Exercise:
Reproduce the complete set of records, exactly as they appear.

Material supplied:
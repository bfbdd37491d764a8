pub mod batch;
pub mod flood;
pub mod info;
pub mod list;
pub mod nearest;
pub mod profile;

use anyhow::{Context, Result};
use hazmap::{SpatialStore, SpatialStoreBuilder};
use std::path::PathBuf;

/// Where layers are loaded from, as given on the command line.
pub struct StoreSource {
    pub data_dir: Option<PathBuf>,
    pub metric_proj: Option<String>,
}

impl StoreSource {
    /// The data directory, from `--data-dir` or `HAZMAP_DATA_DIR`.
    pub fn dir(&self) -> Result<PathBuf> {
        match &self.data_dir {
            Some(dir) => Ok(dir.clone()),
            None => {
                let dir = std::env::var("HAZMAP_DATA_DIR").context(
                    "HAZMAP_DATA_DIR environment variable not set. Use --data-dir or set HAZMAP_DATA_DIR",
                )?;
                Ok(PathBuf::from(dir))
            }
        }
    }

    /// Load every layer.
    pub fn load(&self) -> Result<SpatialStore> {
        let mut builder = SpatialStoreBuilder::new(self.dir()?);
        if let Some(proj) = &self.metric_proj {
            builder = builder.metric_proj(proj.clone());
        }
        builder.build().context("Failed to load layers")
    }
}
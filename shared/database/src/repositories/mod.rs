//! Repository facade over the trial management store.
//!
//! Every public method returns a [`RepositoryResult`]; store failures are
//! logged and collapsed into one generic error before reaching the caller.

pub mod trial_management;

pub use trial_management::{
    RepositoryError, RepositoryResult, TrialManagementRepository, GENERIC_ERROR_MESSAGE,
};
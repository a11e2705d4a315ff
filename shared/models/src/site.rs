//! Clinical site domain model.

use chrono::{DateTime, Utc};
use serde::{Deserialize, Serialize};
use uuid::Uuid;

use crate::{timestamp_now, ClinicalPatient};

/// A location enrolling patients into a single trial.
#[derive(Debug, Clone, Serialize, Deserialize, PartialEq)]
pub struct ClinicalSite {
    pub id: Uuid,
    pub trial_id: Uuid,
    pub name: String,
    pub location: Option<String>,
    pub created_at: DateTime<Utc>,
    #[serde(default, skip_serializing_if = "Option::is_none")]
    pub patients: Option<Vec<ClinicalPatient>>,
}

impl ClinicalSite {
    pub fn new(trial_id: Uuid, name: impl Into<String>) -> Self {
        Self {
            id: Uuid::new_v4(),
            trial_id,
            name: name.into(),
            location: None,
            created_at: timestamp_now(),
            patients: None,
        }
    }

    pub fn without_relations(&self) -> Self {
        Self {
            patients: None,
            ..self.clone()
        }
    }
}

Completed task:
repository bfbdd37491d764a8
pub mod batch;
pub mod flood;
pub mod info;
pub mod list;
pub mod nearest;
pub mod profile;

use anyhow::{Context, Result};
use hazmap::{SpatialStore, SpatialStoreBuilder};
use std::path::PathBuf;

/// Where layers are loaded from, as given on the command line.
pub struct StoreSource {
    pub data_dir: Option<PathBuf>,
    pub metric_proj: Option<String>,
}

impl StoreSource {
    /// The data directory, from `--data-dir` or `HAZMAP_DATA_DIR`.
    pub fn dir(&self) -> Result<PathBuf> {
        match &self.data_dir {
            Some(dir) => Ok(dir.clone()),
            None => {
                let dir = std::env::var("HAZMAP_DATA_DIR").context(
                    "HAZMAP_DATA_DIR environment variable not set. Use --data-dir or set HAZMAP_DATA_DIR",
                )?;
                Ok(PathBuf::from(dir))
            }
        }
    }

    /// Load every layer.
    pub fn load(&self) -> Result<SpatialStore> {
        let mut builder = SpatialStoreBuilder::new(self.dir()?);
        if let Some(proj) = &self.metric_proj {
            builder = builder.metric_proj(proj.clone());
        }
        builder.build().context("Failed to load layers")
    }
}
filename shared/database/src/repositories/mod.rs
//! Repository facade over the trial management store.
//!
//! Every public method returns a [`RepositoryResult`]; store failures are
//! logged and collapsed into one generic error before reaching the caller.

pub mod trial_management;

pub use trial_management::{
    RepositoryError, RepositoryResult, TrialManagementRepository, GENERIC_ERROR_MESSAGE,
};
repository a11e2705d4a315ff
filename shared/models/src/site.rs
//! Clinical site domain model.

use chrono::{DateTime, Utc};
use serde::{Deserialize, Serialize};
use uuid::Uuid;

use crate::{timestamp_now, ClinicalPatient};

/// A location enrolling patients into a single trial.
#[derive(Debug, Clone, Serialize, Deserialize, PartialEq)]
pub struct ClinicalSite {
    pub id: Uuid,
    pub trial_id: Uuid,
    pub name: String,
    pub location: Option<String>,
    pub created_at: DateTime<Utc>,
    #[serde(default, skip_serializing_if = "Option::is_none")]
    pub patients: Option<Vec<ClinicalPatient>>,
}

impl ClinicalSite {
    pub fn new(trial_id: Uuid, name: impl Into<String>) -> Self {
        Self {
            id: Uuid::new_v4(),
            trial_id,
            name: name.into(),
            location: None,
            created_at: timestamp_now(),
            patients: None,
        }
    }

    pub fn without_relations(&self) -> Self {
        Self {
            patients: None,
            ..self.clone()
        }
    }
}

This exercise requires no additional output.